Problem details: The answer must be a single number: the count of lines in these records that hold "type".

Records provided:
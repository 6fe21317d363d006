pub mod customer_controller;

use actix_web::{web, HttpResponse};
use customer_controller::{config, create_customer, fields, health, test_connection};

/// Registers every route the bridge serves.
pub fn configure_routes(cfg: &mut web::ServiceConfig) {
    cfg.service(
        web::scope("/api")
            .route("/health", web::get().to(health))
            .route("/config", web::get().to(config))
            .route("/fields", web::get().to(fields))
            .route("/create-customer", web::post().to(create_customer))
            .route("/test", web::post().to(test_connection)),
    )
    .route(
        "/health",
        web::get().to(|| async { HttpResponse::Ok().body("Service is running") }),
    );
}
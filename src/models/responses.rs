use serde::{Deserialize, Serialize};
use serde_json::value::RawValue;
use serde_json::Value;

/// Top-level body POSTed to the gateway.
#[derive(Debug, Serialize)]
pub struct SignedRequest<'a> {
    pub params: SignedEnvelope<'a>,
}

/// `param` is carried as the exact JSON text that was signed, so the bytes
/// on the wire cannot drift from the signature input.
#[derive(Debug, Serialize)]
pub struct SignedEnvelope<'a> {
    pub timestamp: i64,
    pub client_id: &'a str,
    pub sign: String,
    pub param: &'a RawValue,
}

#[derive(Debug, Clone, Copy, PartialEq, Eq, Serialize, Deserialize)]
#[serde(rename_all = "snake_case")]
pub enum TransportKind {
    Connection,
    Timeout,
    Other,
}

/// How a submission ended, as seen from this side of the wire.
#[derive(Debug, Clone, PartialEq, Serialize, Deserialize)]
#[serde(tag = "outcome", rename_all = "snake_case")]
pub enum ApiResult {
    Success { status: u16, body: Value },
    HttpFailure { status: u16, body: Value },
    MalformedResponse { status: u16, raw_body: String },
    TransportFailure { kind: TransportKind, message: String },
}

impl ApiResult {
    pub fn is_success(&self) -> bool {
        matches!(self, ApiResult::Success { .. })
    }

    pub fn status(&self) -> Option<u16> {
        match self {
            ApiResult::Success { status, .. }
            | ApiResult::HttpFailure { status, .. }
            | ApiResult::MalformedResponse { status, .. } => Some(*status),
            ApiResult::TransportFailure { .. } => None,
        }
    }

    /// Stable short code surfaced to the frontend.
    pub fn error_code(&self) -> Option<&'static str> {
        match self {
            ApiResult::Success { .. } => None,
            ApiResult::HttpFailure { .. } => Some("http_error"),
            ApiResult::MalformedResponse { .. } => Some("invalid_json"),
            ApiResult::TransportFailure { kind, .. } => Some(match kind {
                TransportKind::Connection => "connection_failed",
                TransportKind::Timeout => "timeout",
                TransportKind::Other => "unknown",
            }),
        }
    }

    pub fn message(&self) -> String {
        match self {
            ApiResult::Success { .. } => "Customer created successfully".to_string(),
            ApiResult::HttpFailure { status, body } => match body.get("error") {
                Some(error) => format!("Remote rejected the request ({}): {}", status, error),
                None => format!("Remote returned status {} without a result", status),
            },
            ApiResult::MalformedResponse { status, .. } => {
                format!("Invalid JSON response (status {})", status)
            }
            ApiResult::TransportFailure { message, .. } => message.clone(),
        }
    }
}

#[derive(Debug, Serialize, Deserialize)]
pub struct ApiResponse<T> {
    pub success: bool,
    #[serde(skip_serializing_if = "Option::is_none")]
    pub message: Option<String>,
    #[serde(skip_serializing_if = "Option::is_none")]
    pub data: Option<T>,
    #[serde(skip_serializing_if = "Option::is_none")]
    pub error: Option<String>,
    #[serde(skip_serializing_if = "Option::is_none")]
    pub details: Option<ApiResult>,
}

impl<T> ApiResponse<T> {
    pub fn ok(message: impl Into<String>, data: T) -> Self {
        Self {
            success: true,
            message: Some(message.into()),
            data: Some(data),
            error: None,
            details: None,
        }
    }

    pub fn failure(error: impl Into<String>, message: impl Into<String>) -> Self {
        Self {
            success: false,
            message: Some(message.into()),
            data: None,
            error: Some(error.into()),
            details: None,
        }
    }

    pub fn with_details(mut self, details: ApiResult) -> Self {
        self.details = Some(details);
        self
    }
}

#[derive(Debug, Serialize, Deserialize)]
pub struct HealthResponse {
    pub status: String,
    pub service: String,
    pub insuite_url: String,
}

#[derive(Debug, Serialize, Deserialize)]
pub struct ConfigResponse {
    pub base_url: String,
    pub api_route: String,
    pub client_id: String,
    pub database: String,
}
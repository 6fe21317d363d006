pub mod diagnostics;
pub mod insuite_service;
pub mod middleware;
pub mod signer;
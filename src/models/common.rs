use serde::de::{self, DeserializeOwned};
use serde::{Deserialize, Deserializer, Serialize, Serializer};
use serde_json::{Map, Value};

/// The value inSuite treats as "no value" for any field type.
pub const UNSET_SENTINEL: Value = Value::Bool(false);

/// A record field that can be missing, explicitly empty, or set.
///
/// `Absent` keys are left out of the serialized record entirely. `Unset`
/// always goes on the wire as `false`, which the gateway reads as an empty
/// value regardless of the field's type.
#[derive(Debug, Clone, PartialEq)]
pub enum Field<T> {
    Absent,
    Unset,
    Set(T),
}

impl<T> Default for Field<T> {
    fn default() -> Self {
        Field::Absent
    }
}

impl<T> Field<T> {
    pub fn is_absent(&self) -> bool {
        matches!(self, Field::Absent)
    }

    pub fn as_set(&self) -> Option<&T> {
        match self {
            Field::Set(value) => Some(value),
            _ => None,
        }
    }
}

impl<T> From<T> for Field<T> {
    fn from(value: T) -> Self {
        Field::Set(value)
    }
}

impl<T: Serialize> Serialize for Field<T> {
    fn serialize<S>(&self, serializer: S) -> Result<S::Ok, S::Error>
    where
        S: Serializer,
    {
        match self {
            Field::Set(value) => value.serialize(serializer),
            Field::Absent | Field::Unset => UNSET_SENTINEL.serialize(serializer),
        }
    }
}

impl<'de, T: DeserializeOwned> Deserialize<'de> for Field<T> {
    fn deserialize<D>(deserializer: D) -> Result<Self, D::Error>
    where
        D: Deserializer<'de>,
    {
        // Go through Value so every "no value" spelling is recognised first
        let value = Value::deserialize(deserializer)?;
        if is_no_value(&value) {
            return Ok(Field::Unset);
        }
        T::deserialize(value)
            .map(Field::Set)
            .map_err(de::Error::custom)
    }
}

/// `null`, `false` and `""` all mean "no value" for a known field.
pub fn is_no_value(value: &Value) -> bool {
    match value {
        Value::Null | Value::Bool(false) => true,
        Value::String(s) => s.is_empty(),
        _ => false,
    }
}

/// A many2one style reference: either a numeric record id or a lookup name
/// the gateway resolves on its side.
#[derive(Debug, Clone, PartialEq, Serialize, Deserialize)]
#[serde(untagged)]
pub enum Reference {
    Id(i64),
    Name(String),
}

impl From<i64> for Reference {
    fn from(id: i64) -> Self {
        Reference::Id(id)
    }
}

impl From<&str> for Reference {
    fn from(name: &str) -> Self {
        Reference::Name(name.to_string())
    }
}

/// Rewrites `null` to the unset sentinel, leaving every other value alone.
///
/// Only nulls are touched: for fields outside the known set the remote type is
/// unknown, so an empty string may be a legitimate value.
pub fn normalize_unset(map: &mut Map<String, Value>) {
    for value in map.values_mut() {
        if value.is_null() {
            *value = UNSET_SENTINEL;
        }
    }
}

Response to this exercise: 3